_Required action_
Output exactly the lines from the one with "assert!(a.scrolled);" through the last line of the data below, both included, and nothing more.

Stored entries
"""

// Copyright 2026 the FemiNova Authors
// SPDX-License-Identifier: Apache-2.0 OR MIT

//! Scroll-driven navigation bar appearance.
//!
//! The bar hides while the page scrolls down past a threshold and shows again
//! as soon as it scrolls up. Independently, it switches from its initial
//! (transparent) look to its scrolled (solid) look once past the threshold.
//!
//! Scroll events arrive far more often than frames. [`Navbar::on_scroll`]
//! reports whether a frame needs requesting, and the update itself runs once
//! per frame in [`Navbar::frame`].

/// Configuration for the [`Navbar`].
#[derive(Clone, Copy, Debug, PartialEq)]
pub struct NavbarConfig {
    /// Scroll offset, in CSS pixels, past which the bar may hide and takes
    /// its scrolled look.
    pub threshold: f64,
}

impl NavbarConfig {
    /// The site's tuning.
    #[must_use]
    pub const fn site() -> Self {
        Self { threshold: 50.0 }
    }
}

impl Default for NavbarConfig {
    fn default() -> Self {
        Self::site()
    }
}

/// What the bar should look like.
#[derive(Clone, Copy, Debug, PartialEq, Eq, Hash)]
pub struct NavbarAppearance {
    /// The bar is on screen.
    pub visible: bool,
    /// The page is past the threshold.
    pub scrolled: bool,
}

impl NavbarAppearance {
    /// Returns `(class, on)` pairs for every class the appearance controls.
    #[must_use]
    pub const fn classes(self) -> [(&'static str, bool); 4] {
        [
            ("navbar-visible", self.visible),
            ("navbar-hidden", !self.visible),
            ("navbar-scrolled", self.scrolled),
            ("navbar-initial", !self.scrolled),
        ]
    }
}

/// Navigation bar state machine.
#[derive(Clone, Debug)]
pub struct Navbar {
    config: NavbarConfig,
    last_scroll_y: f64,
    appearance: NavbarAppearance,
    frame_pending: bool,
}

impl Navbar {
    /// Creates a visible bar in its initial look, with `scroll_y` as the
    /// reference offset.
    #[must_use]
    pub fn new(config: NavbarConfig, scroll_y: f64) -> Self {
        Self {
            config,
            last_scroll_y: scroll_y,
            appearance: NavbarAppearance {
                visible: true,
                scrolled: false,
            },
            frame_pending: false,
        }
    }

    /// Returns the current appearance.
    #[must_use]
    pub fn appearance(&self) -> NavbarAppearance {
        self.appearance
    }

    /// Notes a scroll event. Returns `true` if the caller should request a
    /// frame; `false` if one is already pending.
    pub fn on_scroll(&mut self) -> bool {
        if self.frame_pending {
            return false;
        }
        self.frame_pending = true;
        true
    }

    /// Runs the per-frame update at scroll offset `scroll_y` and returns the
    /// new appearance.
    pub fn frame(&mut self, scroll_y: f64) -> NavbarAppearance {
        self.frame_pending = false;
        self.update(scroll_y)
    }

    /// Applies `scroll_y` immediately, outside the frame throttle.
    pub fn update(&mut self, scroll_y: f64) -> NavbarAppearance {
        let past = scroll_y > self.config.threshold;
        self.appearance.visible = !(scroll_y > self.last_scroll_y && past);
        self.appearance.scrolled = past;
        self.last_scroll_y = scroll_y;
        self.appearance
    }
}

#[cfg(test)]
mod tests {
    use super::*;

    #[test]
    fn starts_visible_and_initial() {
        let nav = Navbar::new(NavbarConfig::site(), 0.0);
        let a = nav.appearance();
        assert!(a.visible);
        assert!(!a.scrolled);
        assert_eq!(
            a.classes(),
            [
                ("navbar-visible", true),
                ("navbar-hidden", false),
                ("navbar-scrolled", false),
                ("navbar-initial", true)
            ]
        );
    }

    #[test]
    fn scrolling_down_within_threshold_keeps_bar() {
        let mut nav = Navbar::new(NavbarConfig::site(), 0.0);
        let a = nav.update(40.0);
        assert!(a.visible);
        assert!(!a.scrolled);
    }

    #[test]
    fn scrolling_down_past_threshold_hides_bar() {
        let mut nav = Navbar::new(NavbarConfig::site(), 0.0);
        let a = nav.update(120.0);
        assert!(!a.visible);
        assert!(a.scrolled);
    }

    #[test]
    fn scrolling_up_shows_bar_again() {
        let mut nav = Navbar::new(NavbarConfig::site(), 0.0);
        nav.update(400.0);
        let a = nav.update(380.0);
        assert!(a.visible);
        assert!(a.scrolled, "still past the threshold");

        let a = nav.update(10.0);
        assert!(a.visible);
        assert!(!a.scrolled);
    }

    #[test]
    fn one_frame_per_burst_of_scroll_events() {
        let mut nav = Navbar::new(NavbarConfig::site(), 0.0);
        assert!(nav.on_scroll());
        assert!(!nav.on_scroll());
        assert!(!nav.on_scroll());
        nav.frame(200.0);
        assert!(nav.on_scroll(), "new frame after the pending one ran");
    }
}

"""

_Answer to this task_
        assert!(a.scrolled);
    }

    #[test]
    fn scrolling_up_shows_bar_again() {
        let mut nav = Navbar::new(NavbarConfig::site(), 0.0);
        nav.update(400.0);
        let a = nav.update(380.0);
        assert!(a.visible);
        assert!(a.scrolled, "still past the threshold");

        let a = nav.update(10.0);
        assert!(a.visible);
        assert!(!a.scrolled);
    }

    #[test]
    fn one_frame_per_burst_of_scroll_events() {
        let mut nav = Navbar::new(NavbarConfig::site(), 0.0);
        assert!(nav.on_scroll());
        assert!(!nav.on_scroll());
        assert!(!nav.on_scroll());
        nav.frame(200.0);
        assert!(nav.on_scroll(), "new frame after the pending one ran");
    }
}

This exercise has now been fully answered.